In promoting her album, Hilson performed the song on February 2, 2009, on 106 & Park. Hilson performed the song on March 17, 2009, on Dogg After Dark. Lil Wayne joined her to perform the song with "Energy" on Jimmy Kimmel Live! "Turnin Me On" was performed by Hilson at BET's Spring Bling 2009, and at BET's Rip the Runway 2009. She performed the song as part of medleys at the 2009 BET Awards as well as the 2009 Soul Train Music Awards.

==Remixes==
Several remixes for the song were released. Busta Rhymes is featured on one remix, to which BET Sound Off preferred to the original version, commenting, "Not that I don’t appreciate Keri and Weezy’s version because it’s actually a snazzy lil ditty, but Busta’s ambiance over Polow’s sound scape gives me a different vibe, that 'stand on your desk and mean mug everyone in your office who tells you to turn down your music' vibe." In January 2010, a remix featuring T.I. was released. A MSTRKRFT remix of the original version was released on iTunes.

===Diss controversy===
On March 3, 2009, a remix version of the song, entitled "Turnin' Me Off", featuring new verses from Hilson and Lil Wayne, and an additional verse by T-Pain, surfaced online. In the remix, Hilson takes jabs at two unnamed female entertainers. Referred to as "the remix heard round the industry", media rumored that Hilson was taking shots at Beyoncé and Ciara, with lines like "You can dance, she can sing but need to move it to the left", possibly referencing Ciara's acclaimed dancing ability, and Beyoncé's hit "Irreplaceable." The lyrics also point at other possible shots taken toward the artists, such as Hilson stating one needs to "go sit down and have babies" and points out several songs written for the other. A BET columnist wrote, "critics couldn't fathom the purpose or reasoning behind the malicious gesture", while a writer for BET Sound Off noted that if Hilson or her management intended to engage in this, that it would be "career suicide."
However, in an interview with Hard Knock TV, Hilson denied the claims that the remix was directed at dissing Knowles or Ciara. According to Hilson, Polow da Don gave her the idea to do a "fiery" record. Although she said she was not retracting anything in the song, calling her response a "blanket statement" she said she was not going to feel some sort of way about how other people interpret, and that blatantly dissing anyone was not the energy behind the record. Hilson commented she wanted to address the haters, and all the media speculation about the remarks was something they did not intend to accomplish with the song. She also addressed that the release of the song was not an intentional leak, stating most remixes are meant to be done when a record is hot, and although admitting that while "Turnin Me On" was not "a number one record", the remix was done three months prior.

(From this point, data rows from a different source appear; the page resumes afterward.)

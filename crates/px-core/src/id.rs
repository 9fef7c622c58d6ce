use lasso::{Spur, ThreadedRodeo};
use serde::{Deserialize, Deserializer, Serialize, Serializer};
use std::fmt;
use std::sync::LazyLock;

/// Global string interner for node IDs: cheap comparisons and small footprint.
static INTERNER: LazyLock<ThreadedRodeo> = LazyLock::new(ThreadedRodeo::default);

/// Prefix of allocator-generated node IDs (`n1`, `n2`, ...).
pub const NODE_ID_PREFIX: &str = "n";

/// A lightweight, interned identifier for annotation nodes.
/// Internally a `Spur` index: 4 bytes, `Copy`, O(1) hashing.
#[derive(Clone, Copy, PartialEq, Eq, Hash)]
pub struct NodeId(Spur);

impl NodeId {
    /// Intern a string as a NodeId, or return the existing one.
    pub fn intern(s: &str) -> Self {
        NodeId(INTERNER.get_or_intern(s))
    }

    /// Resolve back to a string slice.
    pub fn as_str(&self) -> &str {
        INTERNER.resolve(&self.0)
    }

    /// The counter value of an allocator-style ID (`n7` → 7).
    /// Returns `None` for IDs that don't follow the `n<digits>` shape.
    pub fn ordinal(&self) -> Option<u64> {
        let digits = self.as_str().strip_prefix(NODE_ID_PREFIX)?;
        if digits.is_empty() || !digits.bytes().all(|b| b.is_ascii_digit()) {
            return None;
        }
        digits.parse().ok()
    }
}

impl fmt::Debug for NodeId {
    fn fmt(&self, f: &mut fmt::Formatter<'_>) -> fmt::Result {
        write!(f, "#{}", self.as_str())
    }
}

impl fmt::Display for NodeId {
    fn fmt(&self, f: &mut fmt::Formatter<'_>) -> fmt::Result {
        f.write_str(self.as_str())
    }
}

impl Serialize for NodeId {
    fn serialize<S: Serializer>(&self, serializer: S) -> Result<S::Ok, S::Error> {
        serializer.serialize_str(self.as_str())
    }
}

impl<'de> Deserialize<'de> for NodeId {
    fn deserialize<D: Deserializer<'de>>(deserializer: D) -> Result<Self, D::Error> {
        let s = String::deserialize(deserializer)?;
        Ok(NodeId::intern(&s))
    }
}

/// Strictly monotonic node ID source.
///
/// IDs are never derived from the current node count, so an ID handed out
/// once is never handed out again by the same allocator, even after the
/// node is removed or the graph is cleared.
#[derive(Debug, Clone, Copy, PartialEq, Eq)]
pub struct IdAllocator {
    next: u64,
}

impl Default for IdAllocator {
    fn default() -> Self {
        Self::new()
    }
}

impl IdAllocator {
    /// Largest counter value a loaded document may seed the allocator with.
    /// Everything above it is headroom for fresh allocations.
    pub const MAX_SEED: u64 = u64::MAX >> 1;

    pub const fn new() -> Self {
        Self { next: 1 }
    }

    /// Hand out the next ID and advance the counter.
    pub fn allocate(&mut self) -> NodeId {
        let id = NodeId::intern(&format!("{NODE_ID_PREFIX}{}", self.next));
        self.next = self.next.saturating_add(1);
        id
    }

    /// Whether a loaded `id` leaves the counter room to keep allocating.
    /// Ordinals above `MAX_SEED` are refused.
    pub fn can_follow(id: NodeId) -> bool {
        id.ordinal().is_none_or(|n| n <= Self::MAX_SEED)
    }

    /// Make sure a future `allocate()` can't collide with `id`.
    pub fn observe(&mut self, id: NodeId) {
        if let Some(n) = id.ordinal()
            && n >= self.next
            && n <= Self::MAX_SEED
        {
            self.next = n + 1;
        }
    }

    /// The counter value the next allocation will use.
    pub fn peek(&self) -> u64 {
        self.next
    }
}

While calling into WVEE during their interview with Ciara and Polow da Don, Hilson said, "I just want to tell Ciara it’s not about you. People are just reading way too far into it. People take things and make it what they want it to be. It wasn’t taking shots at nobody." [sic] I just want to let Atlanta know and Ciara know that this is a true leak. I did, and I don't know if Polow said this on the radio, but I did fight this coming out. I didn't want this coming out because we played it for people when I did it and that's what people said it was about; they started throwing out names. We were like 'No, it's not about that' and we tried to let them know what it was really about. But the fact that people brought back names, it was like ok, that wasn't the reaction we need, so I told Polow, 'let's not do this and he agreed". Ciara happened to call in during the time period and said she was happy of where Hilson was at in her career, to which Hilson responded the same, saying how proud she was, and "watching her from ground zero." Hilson went on to state she was not jealous of anyone's career, noting how all female R&B artists are the same, pointing out that "Keyshia’s on my album. I’ve worked with Ciara many times. I’m a fan of Beyoncé’s." When asked exactly who the song is about, Hilson said the targets knew who they were, responding, "It's anybody that ever tried to take me down and didn't want to see me succeed. I’m not gonna call their names because I feel I’ve addressed it." She further clarified, commenting "I will say this, my journey has been 12 years long and there have been many people, specifically girls, and it really just isn't one person, it's been a lot of people."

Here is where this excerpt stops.